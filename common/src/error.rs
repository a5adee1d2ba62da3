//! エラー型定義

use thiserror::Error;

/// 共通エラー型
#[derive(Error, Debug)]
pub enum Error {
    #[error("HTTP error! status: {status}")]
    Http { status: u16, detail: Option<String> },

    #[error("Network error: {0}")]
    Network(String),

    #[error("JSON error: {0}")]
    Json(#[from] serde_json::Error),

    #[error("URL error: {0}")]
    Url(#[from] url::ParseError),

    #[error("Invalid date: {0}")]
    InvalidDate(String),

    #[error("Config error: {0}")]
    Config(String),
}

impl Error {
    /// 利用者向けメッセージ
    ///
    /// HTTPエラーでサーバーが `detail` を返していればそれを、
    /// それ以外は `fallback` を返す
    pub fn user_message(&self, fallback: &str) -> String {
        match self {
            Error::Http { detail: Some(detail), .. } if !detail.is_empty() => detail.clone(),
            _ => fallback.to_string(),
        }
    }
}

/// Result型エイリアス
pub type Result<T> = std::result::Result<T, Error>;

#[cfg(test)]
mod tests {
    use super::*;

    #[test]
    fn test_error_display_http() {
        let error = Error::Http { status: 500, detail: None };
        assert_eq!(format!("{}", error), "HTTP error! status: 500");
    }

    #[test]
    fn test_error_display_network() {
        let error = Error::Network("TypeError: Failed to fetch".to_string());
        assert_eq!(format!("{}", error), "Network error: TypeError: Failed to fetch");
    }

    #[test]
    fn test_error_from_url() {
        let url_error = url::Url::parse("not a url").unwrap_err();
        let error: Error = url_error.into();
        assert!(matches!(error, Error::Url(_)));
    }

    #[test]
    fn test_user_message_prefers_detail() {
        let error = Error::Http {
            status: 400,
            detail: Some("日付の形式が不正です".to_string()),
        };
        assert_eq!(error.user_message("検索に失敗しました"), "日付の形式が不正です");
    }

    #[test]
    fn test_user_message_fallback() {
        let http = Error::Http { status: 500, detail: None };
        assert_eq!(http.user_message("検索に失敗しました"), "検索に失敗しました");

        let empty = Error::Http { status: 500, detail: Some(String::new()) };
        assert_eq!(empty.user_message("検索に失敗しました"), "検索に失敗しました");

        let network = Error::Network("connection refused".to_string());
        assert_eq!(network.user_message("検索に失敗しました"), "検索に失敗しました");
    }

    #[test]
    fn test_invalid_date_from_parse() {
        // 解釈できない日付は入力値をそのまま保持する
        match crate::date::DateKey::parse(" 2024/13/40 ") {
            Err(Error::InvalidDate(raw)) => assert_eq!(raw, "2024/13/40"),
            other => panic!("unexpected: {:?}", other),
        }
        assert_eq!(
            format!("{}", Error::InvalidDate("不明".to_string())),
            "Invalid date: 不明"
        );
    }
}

TASK REQUIREMENTS — In full and without change, transcribe every line of the records above.

RESULT —
filename common/src/error.rs
repository a5adee1d2ba62da3
//! エラー型定義

use thiserror::Error;

/// 共通エラー型
#[derive(Error, Debug)]
pub enum Error {
    #[error("HTTP error! status: {status}")]
    Http { status: u16, detail: Option<String> },

    #[error("Network error: {0}")]
    Network(String),

    #[error("JSON error: {0}")]
    Json(#[from] serde_json::Error),

    #[error("URL error: {0}")]
    Url(#[from] url::ParseError),

    #[error("Invalid date: {0}")]
    InvalidDate(String),

    #[error("Config error: {0}")]
    Config(String),
}

impl Error {
    /// 利用者向けメッセージ
    ///
    /// HTTPエラーでサーバーが `detail` を返していればそれを、
    /// それ以外は `fallback` を返す
    pub fn user_message(&self, fallback: &str) -> String {
        match self {
            Error::Http { detail: Some(detail), .. } if !detail.is_empty() => detail.clone(),
            _ => fallback.to_string(),
        }
    }
}

/// Result型エイリアス
pub type Result<T> = std::result::Result<T, Error>;

#[cfg(test)]
mod tests {
    use super::*;

    #[test]
    fn test_error_display_http() {
        let error = Error::Http { status: 500, detail: None };
        assert_eq!(format!("{}", error), "HTTP error! status: 500");
    }

    #[test]
    fn test_error_display_network() {
        let error = Error::Network("TypeError: Failed to fetch".to_string());
        assert_eq!(format!("{}", error), "Network error: TypeError: Failed to fetch");
    }

    #[test]
    fn test_error_from_url() {
        let url_error = url::Url::parse("not a url").unwrap_err();
        let error: Error = url_error.into();
        assert!(matches!(error, Error::Url(_)));
    }

    #[test]
    fn test_user_message_prefers_detail() {
        let error = Error::Http {
            status: 400,
            detail: Some("日付の形式が不正です".to_string()),
        };
        assert_eq!(error.user_message("検索に失敗しました"), "日付の形式が不正です");
    }

    #[test]
    fn test_user_message_fallback() {
        let http = Error::Http { status: 500, detail: None };
        assert_eq!(http.user_message("検索に失敗しました"), "検索に失敗しました");

        let empty = Error::Http { status: 500, detail: Some(String::new()) };
        assert_eq!(empty.user_message("検索に失敗しました"), "検索に失敗しました");

        let network = Error::Network("connection refused".to_string());
        assert_eq!(network.user_message("検索に失敗しました"), "検索に失敗しました");
    }

    #[test]
    fn test_invalid_date_from_parse() {
        // 解釈できない日付は入力値をそのまま保持する
        match crate::date::DateKey::parse(" 2024/13/40 ") {
            Err(Error::InvalidDate(raw)) => assert_eq!(raw, "2024/13/40"),
            other => panic!("unexpected: {:?}", other),
        }
        assert_eq!(
            format!("{}", Error::InvalidDate("不明".to_string())),
            "Invalid date: 不明"
        );
    }
}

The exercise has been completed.